TASK ITEM - List the lines of this listing that hold the word "CatalogStore".

RAW DATA -
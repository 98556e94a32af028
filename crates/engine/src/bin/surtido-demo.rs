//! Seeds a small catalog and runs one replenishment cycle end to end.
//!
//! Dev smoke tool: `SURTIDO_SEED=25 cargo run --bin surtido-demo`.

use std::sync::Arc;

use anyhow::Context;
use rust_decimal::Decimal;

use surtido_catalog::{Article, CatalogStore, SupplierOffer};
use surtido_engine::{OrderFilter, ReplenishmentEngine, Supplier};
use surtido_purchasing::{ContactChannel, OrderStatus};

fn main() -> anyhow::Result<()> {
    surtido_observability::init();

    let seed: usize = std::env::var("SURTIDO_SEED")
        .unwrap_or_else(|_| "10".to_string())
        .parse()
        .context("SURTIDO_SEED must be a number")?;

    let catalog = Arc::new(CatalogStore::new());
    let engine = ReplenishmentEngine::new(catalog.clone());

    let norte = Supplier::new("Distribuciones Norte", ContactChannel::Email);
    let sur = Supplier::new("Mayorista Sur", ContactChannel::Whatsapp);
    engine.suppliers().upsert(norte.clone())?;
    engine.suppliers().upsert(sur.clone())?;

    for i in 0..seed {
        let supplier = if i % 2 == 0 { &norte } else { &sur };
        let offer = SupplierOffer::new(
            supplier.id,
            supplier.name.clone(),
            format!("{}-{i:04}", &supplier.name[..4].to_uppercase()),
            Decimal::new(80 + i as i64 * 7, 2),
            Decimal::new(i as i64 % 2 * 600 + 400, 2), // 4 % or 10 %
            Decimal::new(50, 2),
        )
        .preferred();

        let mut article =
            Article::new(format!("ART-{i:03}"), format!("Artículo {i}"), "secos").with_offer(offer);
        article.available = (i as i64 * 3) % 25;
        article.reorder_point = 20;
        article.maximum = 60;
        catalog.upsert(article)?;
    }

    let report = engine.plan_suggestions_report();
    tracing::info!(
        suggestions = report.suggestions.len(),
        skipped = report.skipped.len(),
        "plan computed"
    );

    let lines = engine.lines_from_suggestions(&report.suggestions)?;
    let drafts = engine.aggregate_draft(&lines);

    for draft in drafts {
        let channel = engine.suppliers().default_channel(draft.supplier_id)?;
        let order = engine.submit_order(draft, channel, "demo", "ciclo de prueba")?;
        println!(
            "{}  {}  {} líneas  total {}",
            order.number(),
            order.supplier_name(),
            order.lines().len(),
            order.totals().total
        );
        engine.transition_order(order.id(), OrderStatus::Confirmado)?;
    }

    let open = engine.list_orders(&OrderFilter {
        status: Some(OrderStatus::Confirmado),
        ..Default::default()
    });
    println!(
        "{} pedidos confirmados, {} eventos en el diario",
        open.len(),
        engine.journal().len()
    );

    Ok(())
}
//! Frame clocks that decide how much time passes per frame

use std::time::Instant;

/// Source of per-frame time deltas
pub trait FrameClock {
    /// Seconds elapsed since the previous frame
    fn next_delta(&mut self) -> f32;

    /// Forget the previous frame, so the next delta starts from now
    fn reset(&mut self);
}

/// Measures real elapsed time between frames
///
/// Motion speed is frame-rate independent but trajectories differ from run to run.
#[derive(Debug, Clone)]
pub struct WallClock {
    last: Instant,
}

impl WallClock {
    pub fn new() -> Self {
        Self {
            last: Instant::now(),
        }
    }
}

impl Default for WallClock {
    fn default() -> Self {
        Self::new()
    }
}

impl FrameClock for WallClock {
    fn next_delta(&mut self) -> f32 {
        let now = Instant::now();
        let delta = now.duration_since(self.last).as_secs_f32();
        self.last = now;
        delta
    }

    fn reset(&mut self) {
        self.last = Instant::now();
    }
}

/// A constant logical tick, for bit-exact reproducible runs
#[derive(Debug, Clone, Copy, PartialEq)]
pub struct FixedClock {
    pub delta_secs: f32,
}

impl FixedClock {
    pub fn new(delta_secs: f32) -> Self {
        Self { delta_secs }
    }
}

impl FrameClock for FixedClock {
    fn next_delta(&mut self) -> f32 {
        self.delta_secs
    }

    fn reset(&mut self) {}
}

==

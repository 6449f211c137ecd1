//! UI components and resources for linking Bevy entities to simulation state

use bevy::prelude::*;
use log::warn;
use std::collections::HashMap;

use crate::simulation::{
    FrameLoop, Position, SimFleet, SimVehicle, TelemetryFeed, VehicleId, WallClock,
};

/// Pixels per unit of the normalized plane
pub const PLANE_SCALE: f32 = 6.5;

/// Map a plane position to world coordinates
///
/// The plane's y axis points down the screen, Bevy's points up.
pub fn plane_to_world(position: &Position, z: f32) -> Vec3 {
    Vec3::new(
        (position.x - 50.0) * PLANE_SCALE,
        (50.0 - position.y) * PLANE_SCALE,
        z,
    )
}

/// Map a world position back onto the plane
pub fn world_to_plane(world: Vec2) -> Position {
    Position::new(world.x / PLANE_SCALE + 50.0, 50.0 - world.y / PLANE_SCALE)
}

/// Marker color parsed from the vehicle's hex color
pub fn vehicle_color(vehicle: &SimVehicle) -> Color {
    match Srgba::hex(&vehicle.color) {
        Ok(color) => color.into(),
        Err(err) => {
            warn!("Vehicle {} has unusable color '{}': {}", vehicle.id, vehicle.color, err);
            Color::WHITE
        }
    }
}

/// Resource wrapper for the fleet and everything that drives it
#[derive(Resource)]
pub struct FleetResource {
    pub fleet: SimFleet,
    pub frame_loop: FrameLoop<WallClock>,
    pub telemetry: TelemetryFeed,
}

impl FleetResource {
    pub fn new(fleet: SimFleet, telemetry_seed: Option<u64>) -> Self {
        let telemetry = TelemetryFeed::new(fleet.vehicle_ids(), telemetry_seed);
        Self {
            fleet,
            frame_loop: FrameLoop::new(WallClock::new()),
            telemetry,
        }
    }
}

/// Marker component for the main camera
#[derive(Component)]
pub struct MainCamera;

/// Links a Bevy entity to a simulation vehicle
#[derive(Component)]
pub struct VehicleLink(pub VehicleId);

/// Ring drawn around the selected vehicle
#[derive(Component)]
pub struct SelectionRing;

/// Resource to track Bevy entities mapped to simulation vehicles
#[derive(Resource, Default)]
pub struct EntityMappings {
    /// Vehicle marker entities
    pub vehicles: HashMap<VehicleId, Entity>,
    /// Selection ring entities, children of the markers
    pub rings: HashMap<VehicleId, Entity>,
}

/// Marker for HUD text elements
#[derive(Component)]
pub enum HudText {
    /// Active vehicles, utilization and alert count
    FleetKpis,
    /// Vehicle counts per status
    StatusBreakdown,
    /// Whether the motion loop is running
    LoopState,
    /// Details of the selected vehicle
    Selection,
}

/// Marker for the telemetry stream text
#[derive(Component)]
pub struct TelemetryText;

ANSWER TO THIS PROBLEM -
use surtido_catalog::{Article, CatalogStore, SupplierOffer};
    let catalog = Arc::new(CatalogStore::new());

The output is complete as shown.